* [WHAT NEEDS TO BE DONE] Copy each line below that includes "unknown".
● ● ●
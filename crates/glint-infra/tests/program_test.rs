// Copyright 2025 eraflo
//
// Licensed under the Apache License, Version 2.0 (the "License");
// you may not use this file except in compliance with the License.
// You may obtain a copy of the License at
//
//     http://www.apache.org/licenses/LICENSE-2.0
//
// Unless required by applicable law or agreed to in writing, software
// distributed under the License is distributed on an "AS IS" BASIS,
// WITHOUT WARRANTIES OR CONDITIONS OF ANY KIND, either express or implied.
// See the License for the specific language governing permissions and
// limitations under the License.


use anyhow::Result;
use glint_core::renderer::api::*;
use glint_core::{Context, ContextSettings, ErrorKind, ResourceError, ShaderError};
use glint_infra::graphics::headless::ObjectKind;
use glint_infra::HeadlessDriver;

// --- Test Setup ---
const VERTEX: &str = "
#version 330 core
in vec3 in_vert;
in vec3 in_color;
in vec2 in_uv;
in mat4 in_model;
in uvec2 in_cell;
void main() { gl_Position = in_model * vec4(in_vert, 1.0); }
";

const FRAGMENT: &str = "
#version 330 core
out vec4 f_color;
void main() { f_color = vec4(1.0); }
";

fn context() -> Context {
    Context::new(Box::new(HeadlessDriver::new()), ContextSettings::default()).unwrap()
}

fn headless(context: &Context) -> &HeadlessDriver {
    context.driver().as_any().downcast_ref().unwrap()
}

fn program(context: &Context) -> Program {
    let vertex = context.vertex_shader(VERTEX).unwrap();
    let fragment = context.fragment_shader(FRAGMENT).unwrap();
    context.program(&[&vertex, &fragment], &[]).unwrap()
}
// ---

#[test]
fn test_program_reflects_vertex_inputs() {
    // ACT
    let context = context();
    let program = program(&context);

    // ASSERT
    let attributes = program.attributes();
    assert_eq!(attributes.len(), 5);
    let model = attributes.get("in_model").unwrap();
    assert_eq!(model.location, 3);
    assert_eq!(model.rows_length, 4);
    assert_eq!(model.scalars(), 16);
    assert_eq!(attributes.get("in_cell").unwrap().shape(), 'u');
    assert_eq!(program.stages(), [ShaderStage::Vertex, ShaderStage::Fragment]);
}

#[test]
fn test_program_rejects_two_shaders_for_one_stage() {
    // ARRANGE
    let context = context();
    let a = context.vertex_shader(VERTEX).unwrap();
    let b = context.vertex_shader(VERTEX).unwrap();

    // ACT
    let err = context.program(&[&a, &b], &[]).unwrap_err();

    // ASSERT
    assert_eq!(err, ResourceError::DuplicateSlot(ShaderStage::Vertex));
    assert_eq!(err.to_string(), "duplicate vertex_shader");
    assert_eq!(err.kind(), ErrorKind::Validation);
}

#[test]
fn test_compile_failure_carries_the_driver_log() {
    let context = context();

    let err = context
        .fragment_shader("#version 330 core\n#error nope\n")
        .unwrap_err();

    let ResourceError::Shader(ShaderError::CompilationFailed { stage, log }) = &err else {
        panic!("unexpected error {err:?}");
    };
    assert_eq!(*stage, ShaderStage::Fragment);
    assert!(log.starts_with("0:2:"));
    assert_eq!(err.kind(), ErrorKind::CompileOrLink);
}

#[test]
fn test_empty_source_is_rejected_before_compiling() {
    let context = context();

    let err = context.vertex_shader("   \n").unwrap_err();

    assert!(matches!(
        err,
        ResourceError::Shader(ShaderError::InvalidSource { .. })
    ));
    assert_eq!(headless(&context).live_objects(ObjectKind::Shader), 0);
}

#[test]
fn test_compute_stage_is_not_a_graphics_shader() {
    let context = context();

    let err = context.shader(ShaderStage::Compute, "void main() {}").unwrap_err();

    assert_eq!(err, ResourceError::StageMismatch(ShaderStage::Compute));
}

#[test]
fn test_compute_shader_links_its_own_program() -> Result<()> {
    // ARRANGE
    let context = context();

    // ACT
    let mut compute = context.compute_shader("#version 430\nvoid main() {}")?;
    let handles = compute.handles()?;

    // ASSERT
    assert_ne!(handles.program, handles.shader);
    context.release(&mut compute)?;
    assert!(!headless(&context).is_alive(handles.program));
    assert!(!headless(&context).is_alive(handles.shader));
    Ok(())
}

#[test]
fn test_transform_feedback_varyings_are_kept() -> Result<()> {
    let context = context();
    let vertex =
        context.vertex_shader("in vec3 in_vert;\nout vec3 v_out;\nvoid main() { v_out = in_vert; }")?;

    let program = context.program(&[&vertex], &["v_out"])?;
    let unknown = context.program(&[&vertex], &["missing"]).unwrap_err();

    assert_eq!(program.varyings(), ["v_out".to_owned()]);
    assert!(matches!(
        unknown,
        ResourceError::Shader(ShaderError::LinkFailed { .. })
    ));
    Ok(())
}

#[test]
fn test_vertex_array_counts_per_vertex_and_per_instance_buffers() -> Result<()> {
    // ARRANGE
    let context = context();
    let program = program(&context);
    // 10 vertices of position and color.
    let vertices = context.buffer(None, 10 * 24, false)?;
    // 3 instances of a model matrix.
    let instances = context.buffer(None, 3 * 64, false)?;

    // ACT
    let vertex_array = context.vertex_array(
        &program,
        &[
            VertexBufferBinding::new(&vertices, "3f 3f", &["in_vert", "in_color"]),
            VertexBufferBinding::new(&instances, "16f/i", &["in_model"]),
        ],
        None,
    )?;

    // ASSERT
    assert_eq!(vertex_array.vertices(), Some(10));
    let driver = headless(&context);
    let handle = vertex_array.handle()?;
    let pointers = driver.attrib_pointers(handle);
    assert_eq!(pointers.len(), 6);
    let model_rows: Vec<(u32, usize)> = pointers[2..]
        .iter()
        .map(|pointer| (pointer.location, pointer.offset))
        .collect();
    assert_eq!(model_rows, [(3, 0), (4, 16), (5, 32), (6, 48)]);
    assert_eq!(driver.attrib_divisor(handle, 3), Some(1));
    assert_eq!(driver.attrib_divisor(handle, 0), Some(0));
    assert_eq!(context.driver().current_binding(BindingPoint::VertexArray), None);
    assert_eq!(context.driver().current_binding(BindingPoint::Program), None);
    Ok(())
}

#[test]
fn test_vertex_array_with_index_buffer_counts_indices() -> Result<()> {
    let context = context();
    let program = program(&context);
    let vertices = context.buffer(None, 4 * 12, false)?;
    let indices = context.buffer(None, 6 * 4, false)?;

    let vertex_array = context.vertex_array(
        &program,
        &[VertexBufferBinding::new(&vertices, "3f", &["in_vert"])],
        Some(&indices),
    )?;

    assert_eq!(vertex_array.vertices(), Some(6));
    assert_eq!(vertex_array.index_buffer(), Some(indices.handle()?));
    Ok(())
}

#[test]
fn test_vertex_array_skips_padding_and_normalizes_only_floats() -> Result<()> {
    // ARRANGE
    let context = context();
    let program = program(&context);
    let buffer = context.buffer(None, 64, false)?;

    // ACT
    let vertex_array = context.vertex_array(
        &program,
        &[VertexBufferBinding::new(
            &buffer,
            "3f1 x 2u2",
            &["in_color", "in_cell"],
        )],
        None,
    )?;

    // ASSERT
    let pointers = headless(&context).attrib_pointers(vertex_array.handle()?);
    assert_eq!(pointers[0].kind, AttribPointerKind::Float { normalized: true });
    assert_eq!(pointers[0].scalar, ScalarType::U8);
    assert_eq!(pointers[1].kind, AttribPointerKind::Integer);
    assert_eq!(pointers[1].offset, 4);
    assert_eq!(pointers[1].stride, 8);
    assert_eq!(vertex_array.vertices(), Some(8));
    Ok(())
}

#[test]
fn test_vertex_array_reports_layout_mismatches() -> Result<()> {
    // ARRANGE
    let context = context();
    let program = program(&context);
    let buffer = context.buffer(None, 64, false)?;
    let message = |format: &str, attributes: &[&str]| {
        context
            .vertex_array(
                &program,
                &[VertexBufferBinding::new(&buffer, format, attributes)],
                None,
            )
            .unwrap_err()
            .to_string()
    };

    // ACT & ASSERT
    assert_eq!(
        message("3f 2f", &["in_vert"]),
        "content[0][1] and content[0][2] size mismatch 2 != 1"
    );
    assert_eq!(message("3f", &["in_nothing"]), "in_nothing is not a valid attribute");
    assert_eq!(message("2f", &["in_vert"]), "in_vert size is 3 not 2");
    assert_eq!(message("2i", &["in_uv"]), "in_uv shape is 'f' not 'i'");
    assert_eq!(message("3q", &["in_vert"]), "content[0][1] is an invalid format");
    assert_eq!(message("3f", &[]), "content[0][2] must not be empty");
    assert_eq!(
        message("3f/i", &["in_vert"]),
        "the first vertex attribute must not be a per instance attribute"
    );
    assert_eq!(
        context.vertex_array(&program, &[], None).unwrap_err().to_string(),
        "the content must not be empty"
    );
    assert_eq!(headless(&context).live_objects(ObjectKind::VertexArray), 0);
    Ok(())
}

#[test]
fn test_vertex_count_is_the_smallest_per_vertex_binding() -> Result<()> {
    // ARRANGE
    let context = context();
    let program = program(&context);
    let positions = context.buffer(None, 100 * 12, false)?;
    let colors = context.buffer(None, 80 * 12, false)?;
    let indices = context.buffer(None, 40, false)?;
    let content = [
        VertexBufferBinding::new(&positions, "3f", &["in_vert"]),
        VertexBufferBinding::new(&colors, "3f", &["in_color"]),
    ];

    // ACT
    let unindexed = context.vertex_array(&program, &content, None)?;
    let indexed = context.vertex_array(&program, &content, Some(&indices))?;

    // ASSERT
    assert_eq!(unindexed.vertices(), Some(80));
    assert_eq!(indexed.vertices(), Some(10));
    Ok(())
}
● ● ●
* [TASK RESPONSE]
    let unknown = context.program(&[&vertex], &["missing"]).unwrap_err();
        unknown,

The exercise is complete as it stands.